Based on these questions and the answers provided, and given that Mrs. G was a 92-year-old woman experiencing cognitive decline and who often stated that she’d lived a good life and did not want extraordinary measures at the end of that good life, the family decided not to embark on the diagnostic test. Mrs. G. lived four additional years and eventually passed away from complications of Alzheimer’s dementia.
“Mr. S” called us in a panic following the one-and-only conversation he had with a hospital-based case manager. Six weeks earlier, his 42-year-old wife had suffered a major stroke. Despite the case manager’s recommendation of a transition to another facility, he could not imagine such a move at this point. His wife was extremely ill, and when he was honest with himself, he was not convinced she was going to live.
He was clearly quite stressed, so I described how under these circumstances, we work with clients to slow down the process, communicate with all stakeholders, and develop a realistic, methodical, and comprehensive plan.
He seemed relieved to have an informed ally by his side, but at the end of the call, he said, “What if they tell me my wife must leave this weekend?” I answered, “We just say ‘no, that is not possible.’” He was surprised to learn that saying “no” was even an option.
Overall, I had a negative reaction to Mr. S’s encounter with the case manager. Because while I did not think a discharge would happen at this time, I so wished he had called us sooner so we could have gotten involved in the process and helped him avoid so much anxiety.
Here were my initial thoughts…
Why was this the first time, during a six-week-long admission, that discharge was mentioned? It’s important to think about and discuss discharge plans from the point of admission so there are no surprises and the criteria that must be met for a transition are known from day one.
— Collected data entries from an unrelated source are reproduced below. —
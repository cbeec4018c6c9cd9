//! Powers: integer powers expand, fractional powers split where the
//! principal branch allows it, symbolic exponents become atoms.

use drill_ast::{Expr, ExprId};
use num_bigint::BigInt;
use num_integer::Integer;
use num_rational::BigRational;
use num_traits::{One, Signed, Zero};
use smallvec::smallvec;

use super::numeric::{factor_integer, split_exponent};
use super::Simplifier;
use crate::error::EngineError;
use crate::poly::{mono_mul, rational_pow, Fraction, Monomial, Poly};

impl Simplifier<'_> {
    pub(super) fn power(&mut self, base: Fraction, exp: Fraction) -> Result<Fraction, EngineError> {
        if base.is_undefined() || exp.is_undefined() {
            return Ok(Fraction::undefined());
        }
        if let Some(a) = self.euler_power(&base) {
            // (E**a)**u = exp(a*u)
            let scaled = exp.mul(&Fraction::constant(a), &mut self.budget)?;
            return self.exp_of(scaled);
        }
        if let Some(q) = exp.as_constant() {
            return self.pow_rational(base, &q);
        }
        self.pow_symbolic(base, exp)
    }

    /// `base**q` for a rational `q`.
    pub(super) fn pow_rational(&mut self, base: Fraction, q: &BigRational) -> Result<Fraction, EngineError> {
        if base.is_undefined() {
            return Ok(base);
        }
        if q.is_integer() {
            return Ok(base.pow_int(&q.to_integer(), &mut self.budget)?);
        }
        if base.is_zero() {
            return Ok(if q.is_positive() {
                base
            } else {
                Fraction::undefined()
            });
        }
        if !base.is_polynomial() {
            return self.opaque_power(&base, q);
        }
        if let Some((m, c)) = base.num.single_term() {
            let (m, c) = (m.clone(), c.clone());
            return self.pow_term(&m, &c, q);
        }

        // (g*P)**q = g**q * P**q for the positive content g
        let g = base.num.content();
        let rest = Fraction::from_poly(base.num.scale(&g.recip()));
        let numeric = self.numeric_power(&g, q)?;
        let opaque = self.opaque_power(&rest, q)?;
        Ok(numeric.mul(&opaque, &mut self.budget)?)
    }

    /// `base**q` kept whole: the canonical base becomes an atom.
    fn opaque_power(&mut self, base: &Fraction, q: &BigRational) -> Result<Fraction, EngineError> {
        let key = self.to_expr(base)?;
        Ok(self.atom_pow(key, q.clone()))
    }

    /// `(c * m)**q` for non-integer `q`.
    ///
    /// Nonnegative factors split off freely. The remaining factors split
    /// only when a single one of exponent in `(-1, 1]` is left; otherwise
    /// they are raised together as one atom.
    fn pow_term(&mut self, m: &Monomial, c: &BigRational, q: &BigRational) -> Result<Fraction, EngineError> {
        let mut split = Monomial::new();
        let mut rest = Monomial::new();
        let mut negate = false;

        for (a, e) in m {
            if self.sign(*a).is_nonnegative() {
                split = mono_mul(&split, &smallvec![(*a, e * q)]);
            } else if e.is_integer() && e.to_integer().is_even() && self.is_real(*a) {
                // (a**(2k))**q = |a|**(2k*q) for real a
                let eq = e * q;
                let factor = if eq.is_integer() && eq.to_integer().is_even() {
                    *a
                } else if eq.is_integer() && self.sign(*a).is_nonpositive() {
                    // |a|**k = -(a**k) for odd k and a <= 0
                    negate = !negate;
                    *a
                } else {
                    self.ctx.call("Abs", vec![*a])
                };
                split = mono_mul(&split, &smallvec![(factor, eq)]);
            } else {
                rest.push((*a, e.clone()));
            }
        }

        let negative = c.is_negative();
        let one = BigRational::one();
        let lone_factor = match rest.as_slice() {
            [(a, e)] if !negative && *e > -one.clone() && *e <= one => Some((*a, e * q)),
            _ => None,
        };
        match lone_factor {
            Some(factor) => split = mono_mul(&split, &smallvec![factor]),
            None if !rest.is_empty() || negative => {
                let sign = if negative { -one } else { one };
                let key = self.term_key(&rest, sign)?;
                split = mono_mul(&split, &smallvec![(key, q.clone())]);
            }
            None => {}
        }

        let coeff = self.numeric_power(&c.abs(), q)?;
        let factors = Fraction::from_poly(Poly::term(split, BigRational::one()));
        let result = factors.mul(&coeff, &mut self.budget)?;
        Ok(if negate { result.neg() } else { result })
    }

    /// `c**q` for `c > 0`: each prime power splits into an integer part and
    /// an atom `p**f` with `0 < f < 1`.
    pub(super) fn numeric_power(&mut self, c: &BigRational, q: &BigRational) -> Result<Fraction, EngineError> {
        if c.is_one() {
            return Ok(Fraction::integer(1));
        }
        let mut coeff = BigRational::one();
        let mut mono = Monomial::new();

        let (numer_factors, numer_rest) = factor_integer(c.numer());
        let (denom_factors, denom_rest) = factor_integer(c.denom());
        let mut powers: Vec<(BigInt, BigRational)> = Vec::new();
        for (p, k) in numer_factors {
            powers.push((p, q * BigRational::from_integer(k.into())));
        }
        for (p, k) in denom_factors {
            powers.push((p, -(q * BigRational::from_integer(k.into()))));
        }
        if !numer_rest.is_one() {
            powers.push((numer_rest, q.clone()));
        }
        if !denom_rest.is_one() {
            powers.push((denom_rest, -q.clone()));
        }

        for (p, e) in powers {
            let (k, frac) = split_exponent(&e);
            let base = BigRational::from_integer(p.clone());
            coeff *= rational_pow(&base, &k, &mut self.budget)?;
            if !frac.is_zero() {
                let key = self.ctx.rational(base);
                mono = mono_mul(&mono, &smallvec![(key, frac)]);
            }
        }
        Ok(Fraction::from_poly(Poly::term(mono, coeff)))
    }

    /// `base**u` for a non-constant exponent. Each monomial of `u` gives an
    /// atom `base**m`; the constant part of `u` goes through the rational
    /// path.
    fn pow_symbolic(&mut self, base: Fraction, exp: Fraction) -> Result<Fraction, EngineError> {
        if base.num.is_one() && base.den.is_one() {
            return Ok(base);
        }
        let b = self.to_expr(&base)?;
        if !exp.is_polynomial() {
            let e = self.to_expr(&exp)?;
            let key = self.ctx.add(Expr::Pow(b, e));
            return Ok(self.atom(key));
        }

        let terms: Vec<(Monomial, BigRational)> = exp
            .num
            .terms()
            .map(|(m, c)| (m.clone(), c.clone()))
            .collect();
        let mut result = Fraction::integer(1);
        for (m, c) in terms {
            let factor = if m.is_empty() {
                self.pow_rational(base.clone(), &c)?
            } else {
                let key = self.symbolic_power_key(b, &m)?;
                self.atom_pow(key, c)
            };
            result = result.mul(&factor, &mut self.budget)?;
        }
        Ok(result)
    }

    fn symbolic_power_key(&mut self, base: ExprId, m: &Monomial) -> Result<ExprId, EngineError> {
        let exponent = self.term_key(m, BigRational::one())?;
        Ok(self.ctx.add(Expr::Pow(base, exponent)))
    }
}
//! Exact integer helpers: trial-division factoring, exponent splitting and
//! factorials.

use num_bigint::BigInt;
use num_integer::Integer;
use num_rational::BigRational;
use num_traits::{One, Signed, ToPrimitive, Zero};

use crate::budget::{Budget, BudgetExceeded, Metric, Operation};

/// Trial divisors are tried up to this bound.
const TRIAL_LIMIT: u64 = 100_000;

/// Largest argument `factorial` evaluates exactly.
pub(crate) const FACTORIAL_LIMIT: u32 = 1_000;

/// Factor `|n|` by trial division.
///
/// Returns `(prime, multiplicity)` pairs and the part left unfactored
/// (`1` when the factorization is complete).
pub(crate) fn factor_integer(n: &BigInt) -> (Vec<(BigInt, u32)>, BigInt) {
    let mut rest = n.abs();
    let mut factors = Vec::new();
    if rest.is_zero() {
        return (factors, rest);
    }

    let mut p = 2u64;
    while p <= TRIAL_LIMIT {
        let divisor = BigInt::from(p);
        if &divisor * &divisor > rest {
            break;
        }
        let mut count = 0u32;
        loop {
            let (q, r) = rest.div_rem(&divisor);
            if !r.is_zero() {
                break;
            }
            rest = q;
            count += 1;
        }
        if count > 0 {
            factors.push((divisor, count));
        }
        p += if p == 2 { 1 } else { 2 };
    }

    if rest.is_one() {
        return (factors, rest);
    }
    let bound = BigInt::from(p);
    if &bound * &bound > rest {
        // every divisor up to sqrt(rest) was tried
        factors.push((rest, 1));
        return (factors, BigInt::one());
    }
    (factors, rest)
}

/// `e = k + f` with integer `k` and `0 <= f < 1`.
pub(crate) fn split_exponent(e: &BigRational) -> (BigInt, BigRational) {
    let k = e.floor();
    let frac = e - &k;
    (k.to_integer(), frac)
}

/// `n!` for `n <= FACTORIAL_LIMIT`, charged as a numeric power.
pub(crate) fn factorial(n: &BigInt, budget: &mut Budget) -> Result<Option<BigInt>, BudgetExceeded> {
    let Some(n) = n.to_u32().filter(|n| *n <= FACTORIAL_LIMIT) else {
        return Ok(None);
    };
    let bits_per_factor = u64::from(32 - n.leading_zeros());
    budget.charge(
        Operation::NumericPower,
        Metric::NumberBits,
        u64::from(n) * bits_per_factor,
    )?;
    Ok(Some((1..=n).fold(BigInt::one(), |acc, k| acc * k)))
}
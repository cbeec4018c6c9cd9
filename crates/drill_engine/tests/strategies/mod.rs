use proptest::prelude::*;

/// Answer-like expression text over `x`, `y`, `z`.
///
/// Denominators are `(v + k)` with `k > 0` and exponents are positive, so
/// no generated expression is undefined.
pub fn arb_expr_text() -> impl Strategy<Value = String> {
    let leaf = prop_oneof![
        (-6i64..=6).prop_map(|n| if n < 0 { format!("({})", n) } else { n.to_string() }),
        prop::sample::select(vec!["x", "y", "z"]).prop_map(str::to_string),
        Just("pi".to_string()),
    ];

    leaf.prop_recursive(3, 24, 2, |inner| {
        prop_oneof![
            (inner.clone(), inner.clone()).prop_map(|(l, r)| format!("({} + {})", l, r)),
            (inner.clone(), inner.clone()).prop_map(|(l, r)| format!("({} - {})", l, r)),
            (inner.clone(), inner.clone()).prop_map(|(l, r)| format!("{}*{}", l, r)),
            (inner.clone(), prop::sample::select(vec!["x", "y"]), 1i64..4)
                .prop_map(|(n, v, k)| format!("{}/({} + {})", n, v, k)),
            (inner.clone(), 1u32..=3).prop_map(|(b, k)| format!("({})**{}", b, k)),
            inner.clone().prop_map(|e| format!("-({})", e)),
            inner.clone().prop_map(|e| format!("sin({})", e)),
            inner.clone().prop_map(|e| format!("cos({})", e)),
            inner.prop_map(|e| format!("exp({})", e)),
        ]
    })
}
//! Circular dependency detection.
//!
//! A grid with a cycle can never be scheduled (A1 reads B1, B1 reads C1,
//! C1 reads A1), so every cycle is reported before anything runs. This uses
//! a depth-first search with three colours: a grey vertex met again closes a
//! cycle, and the path stack holds its members.

use std::collections::HashMap;
use std::fmt;

use super::graph::DependencyGraph;

/// One problem that makes the graph unschedulable.
#[derive(Clone, Debug, PartialEq, Eq)]
pub enum CycleReport<V> {
    /// A closed walk through two or more vertices, in edge order.
    Cycle(Vec<V>),
    /// A vertex that references itself.
    SelfReference(V),
}

impl<V: fmt::Display> fmt::Display for CycleReport<V> {
    fn fmt(&self, f: &mut fmt::Formatter<'_>) -> fmt::Result {
        match self {
            CycleReport::Cycle(path) => {
                write!(f, "Cycle: ")?;
                for (i, v) in path.iter().enumerate() {
                    if i > 0 {
                        write!(f, ", ")?;
                    }
                    write!(f, "{}", v)?;
                }
                Ok(())
            }
            CycleReport::SelfReference(v) => write!(f, "Self reference: {}", v),
        }
    }
}

#[derive(Clone, Copy, PartialEq, Eq)]
enum Mark {
    Visiting,
    Done,
}

/// Report every cycle and self reference in the graph. An empty result means
/// the graph can be scheduled. The graph is not modified.
pub fn detect_cycles<V>(graph: &DependencyGraph<V>) -> Vec<CycleReport<V>>
where
    V: Ord + Clone + std::hash::Hash,
{
    let mut marks: HashMap<V, Mark> = HashMap::new();
    let mut reports = Vec::new();

    for vertex in graph.vertices() {
        if !marks.contains_key(vertex) {
            detect_cycle_dfs(vertex, graph, &mut marks, &mut reports);
        }
    }

    for vertex in graph.self_references() {
        reports.push(CycleReport::SelfReference(vertex.clone()));
    }

    reports
}

/// Depth-first search from `start` with an explicit stack, so reference
/// chains of any length fit on a worker thread. Each frame holds a vertex on
/// the current path and the index of its next outgoing edge.
fn detect_cycle_dfs<'g, V>(
    start: &'g V,
    graph: &'g DependencyGraph<V>,
    marks: &mut HashMap<V, Mark>,
    reports: &mut Vec<CycleReport<V>>,
) where
    V: Ord + Clone + std::hash::Hash,
{
    let mut stack: Vec<(&'g V, usize)> = vec![(start, 0)];
    marks.insert(start.clone(), Mark::Visiting);

    while let Some(frame) = stack.last_mut() {
        let (current, edge) = *frame;
        frame.1 += 1;

        let Some(next) = graph.edges_out_of(current).get(edge) else {
            marks.insert(current.clone(), Mark::Done);
            stack.pop();
            continue;
        };

        match marks.get(next).copied() {
            None => {
                marks.insert(next.clone(), Mark::Visiting);
                stack.push((next, 0));
            }
            Some(Mark::Visiting) => {
                if let Some(at) = stack.iter().position(|(v, _)| *v == next) {
                    let path = stack[at..].iter().map(|(v, _)| (*v).clone()).collect();
                    reports.push(CycleReport::Cycle(path));
                }
            }
            Some(Mark::Done) => {}
        }
    }
}
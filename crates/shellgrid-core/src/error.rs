//! Error types for shellgrid core.

use std::fmt;

use shellgrid_engine::engine::{CellRef, CycleReport};
use thiserror::Error;

/// Errors that can occur while loading, validating or building a sheet
#[derive(Error, Debug)]
pub enum CoreError {
    #[error("IO error: {0}")]
    Io(#[from] std::io::Error),

    #[error("CSV parse error at line {line}: {message}")]
    Csv { line: usize, message: String },

    #[error("{0}")]
    Cycles(CycleErrors),

    #[error("{0}")]
    Build(BuildFailures),
}

pub type Result<T> = std::result::Result<T, CoreError>;

/// Every cycle and self reference found in a sheet.
#[derive(Debug, Clone, PartialEq, Eq)]
pub struct CycleErrors(pub Vec<CycleReport<CellRef>>);

impl fmt::Display for CycleErrors {
    fn fmt(&self, f: &mut fmt::Formatter<'_>) -> fmt::Result {
        for (i, report) in self.0.iter().enumerate() {
            if i > 0 {
                writeln!(f)?;
            }
            write!(f, "{}", report)?;
        }
        Ok(())
    }
}

/// Why a single cell produced no output.
#[derive(Error, Debug, Clone, PartialEq, Eq)]
pub enum FailureKind {
    #[error("failed to launch: {0}")]
    Launch(String),

    #[error("{}", exit_message(.code, .stderr))]
    Exit { code: Option<i32>, stderr: String },

    #[error("skipped because {dependency} failed")]
    Skipped { dependency: CellRef },

    #[error("cancelled")]
    Cancelled,

    #[error("panicked: {0}")]
    Panicked(String),
}

fn exit_message(code: &Option<i32>, stderr: &str) -> String {
    let status = match code {
        Some(code) => format!("exited with status {}", code),
        None => "terminated by signal".to_string(),
    };
    let stderr = stderr.trim();
    if stderr.is_empty() {
        status
    } else {
        format!("{}: {}", status, stderr)
    }
}

#[derive(Error, Debug, Clone, PartialEq, Eq)]
#[error("{cell}: {kind}")]
pub struct CellFailure {
    pub cell: CellRef,
    pub kind: FailureKind,
}

/// All per-cell failures of one build, in cell order.
#[derive(Debug, Clone, PartialEq, Eq)]
pub struct BuildFailures(pub Vec<CellFailure>);

impl BuildFailures {
    /// Cells whose own command failed, as opposed to being skipped or cancelled.
    pub fn failed_cells(&self) -> impl Iterator<Item = CellRef> + '_ {
        self.0
            .iter()
            .filter(|f| {
                matches!(
                    f.kind,
                    FailureKind::Launch(_) | FailureKind::Exit { .. } | FailureKind::Panicked(_)
                )
            })
            .map(|f| f.cell)
    }
}

impl fmt::Display for BuildFailures {
    fn fmt(&self, f: &mut fmt::Formatter<'_>) -> fmt::Result {
        for (i, failure) in self.0.iter().enumerate() {
            if i > 0 {
                writeln!(f)?;
            }
            write!(f, "{}", failure)?;
        }
        Ok(())
    }
}

#[cfg(test)]
mod tests {
    use super::*;

    #[test]
    fn test_exit_failure_message() {
        let failure = CellFailure {
            cell: CellRef::new(1, 2),
            kind: FailureKind::Exit {
                code: Some(2),
                stderr: "boom\n".to_string(),
            },
        };
        assert_eq!(failure.to_string(), "B3: exited with status 2: boom");
    }

    #[test]
    fn test_aggregated_failures_one_per_line() {
        let failures = BuildFailures(vec![
            CellFailure {
                cell: CellRef::new(0, 0),
                kind: FailureKind::Exit {
                    code: Some(1),
                    stderr: String::new(),
                },
            },
            CellFailure {
                cell: CellRef::new(0, 1),
                kind: FailureKind::Skipped {
                    dependency: CellRef::new(0, 0),
                },
            },
        ]);
        assert_eq!(
            CoreError::Build(failures.clone()).to_string(),
            "A1: exited with status 1\nA2: skipped because A1 failed"
        );
        assert_eq!(failures.failed_cells().collect::<Vec<_>>(), vec![CellRef::new(0, 0)]);
    }

    #[test]
    fn test_cycle_errors_display() {
        let errors = CycleErrors(vec![
            CycleReport::Cycle(vec![CellRef::new(0, 0), CellRef::new(0, 1)]),
            CycleReport::SelfReference(CellRef::new(2, 2)),
        ]);
        assert_eq!(errors.to_string(), "Cycle: A1, A2\nSelf reference: C3");
    }
}
//! Cell data structures for the grid.
//!
//! - [`Grid`] - Rows of raw cell text; rows may have different lengths
//! - [`CellKind`] - What a cell's text means, derived on demand from the text

use serde::{Deserialize, Serialize};

use super::cell_ref::CellRef;

/// What a cell does when it is scheduled.
///
/// The kind is never stored; it is recomputed from the text with
/// [`CellSyntax::kind`](super::CellSyntax::kind).
#[derive(Clone, Copy, Debug, PartialEq, Eq)]
pub enum CellKind<'a> {
    /// No references: an inert value that still runs as a command.
    Literal,
    /// The whole cell is `FILES(<pattern>)`.
    FileProducer { pattern: &'a str },
    /// Contains at least one `$COORD` reference.
    Computed,
}

/// The spreadsheet grid: ordered rows of cell text.
#[derive(Clone, Debug, Default, PartialEq, Eq, Serialize, Deserialize)]
#[serde(transparent)]
pub struct Grid {
    rows: Vec<Vec<String>>,
}

impl Grid {
    pub fn new() -> Self {
        Self::default()
    }

    pub fn from_rows(rows: Vec<Vec<String>>) -> Self {
        Grid { rows }
    }

    pub fn rows(&self) -> &[Vec<String>] {
        &self.rows
    }

    pub fn into_rows(self) -> Vec<Vec<String>> {
        self.rows
    }

    pub fn row_count(&self) -> usize {
        self.rows.len()
    }

    pub fn is_empty(&self) -> bool {
        self.rows.iter().all(|row| row.is_empty())
    }

    /// Look up a cell. Out-of-range coordinates are a miss, not an error.
    pub fn get(&self, cell: &CellRef) -> Option<&str> {
        self.rows
            .get(cell.row)
            .and_then(|row| row.get(cell.col))
            .map(String::as_str)
    }

    /// Overwrite a cell, growing the grid with empty cells as needed.
    /// Returns the previous text if the cell existed.
    pub fn set(&mut self, cell: &CellRef, text: impl Into<String>) -> Option<String> {
        if self.rows.len() <= cell.row {
            self.rows.resize_with(cell.row + 1, Vec::new);
        }
        let row = &mut self.rows[cell.row];
        if row.len() <= cell.col {
            row.resize(cell.col + 1, String::new());
            row[cell.col] = text.into();
            return None;
        }
        Some(std::mem::replace(&mut row[cell.col], text.into()))
    }

    /// Iterate over every cell with its coordinate, row by row.
    pub fn cells(&self) -> impl Iterator<Item = (CellRef, &str)> + '_ {
        self.rows.iter().enumerate().flat_map(|(row_idx, row)| {
            row.iter()
                .enumerate()
                .map(move |(col_idx, text)| (CellRef::new(col_idx, row_idx), text.as_str()))
        })
    }
}

impl From<Vec<Vec<String>>> for Grid {
    fn from(rows: Vec<Vec<String>>) -> Self {
        Grid::from_rows(rows)
    }
}

impl<const R: usize, const C: usize> From<[[&str; C]; R]> for Grid {
    fn from(rows: [[&str; C]; R]) -> Self {
        Grid::from_rows(
            rows.iter()
                .map(|row| row.iter().map(|s| s.to_string()).collect())
                .collect(),
        )
    }
}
What was her clinical status and how were things to be managed in a less-acute setting? Mrs. S’s numerous complications required a sophisticated level of care. But Mr. S had no idea that any facility besides a hospital could provide this. After all, this was the first time in his life he was faced with the major illness of a loved one.
What was a realistic date for this impending discharge? Had the case manager described the criteria upon which his wife could realistically be discharged, Mr. S’s panic could have been avoided.
What detail could the case manager have provided, beyond a list of settings to which his wife could be transferred? Case managers often use technical terms — LTCH (Long-term care hospital), SNF (Skilled nursing facility)— and provide the family with a list of facilities to which their loved one can be transferred. But most people have no idea what the words mean, let alone how to evaluate such places. Why was there no education given to Mr. S?
What was her prognosis? Meetings with providers must occur, so that answers to this important question can be provided. Case managers should be involved in facilitating such discussions.
What were the goals of Mrs. S’s transition? The goals of care provided in an acute care hospital compared to the goals in the next facility need to be clearly outlined so the family can distinguish between the two and make appropriate decisions.
Taking these and other related questions and considerations into account, we contacted the case manager. By the end of the week we had a detailed plan in place and a full understanding of the criteria that had to be met before Mrs. S. could be transferred. Mr. S. visited several facilities that would be appropriate and felt in greater control of the situation.
In both scenarios described above, family members learned that saying “no” is always an option. If it’s not automatically offered as such, we have a responsibility to politely speak up, describe what we expect, and ask for what we need.
That’s what we mean by empowering individuals to become assertive consumers!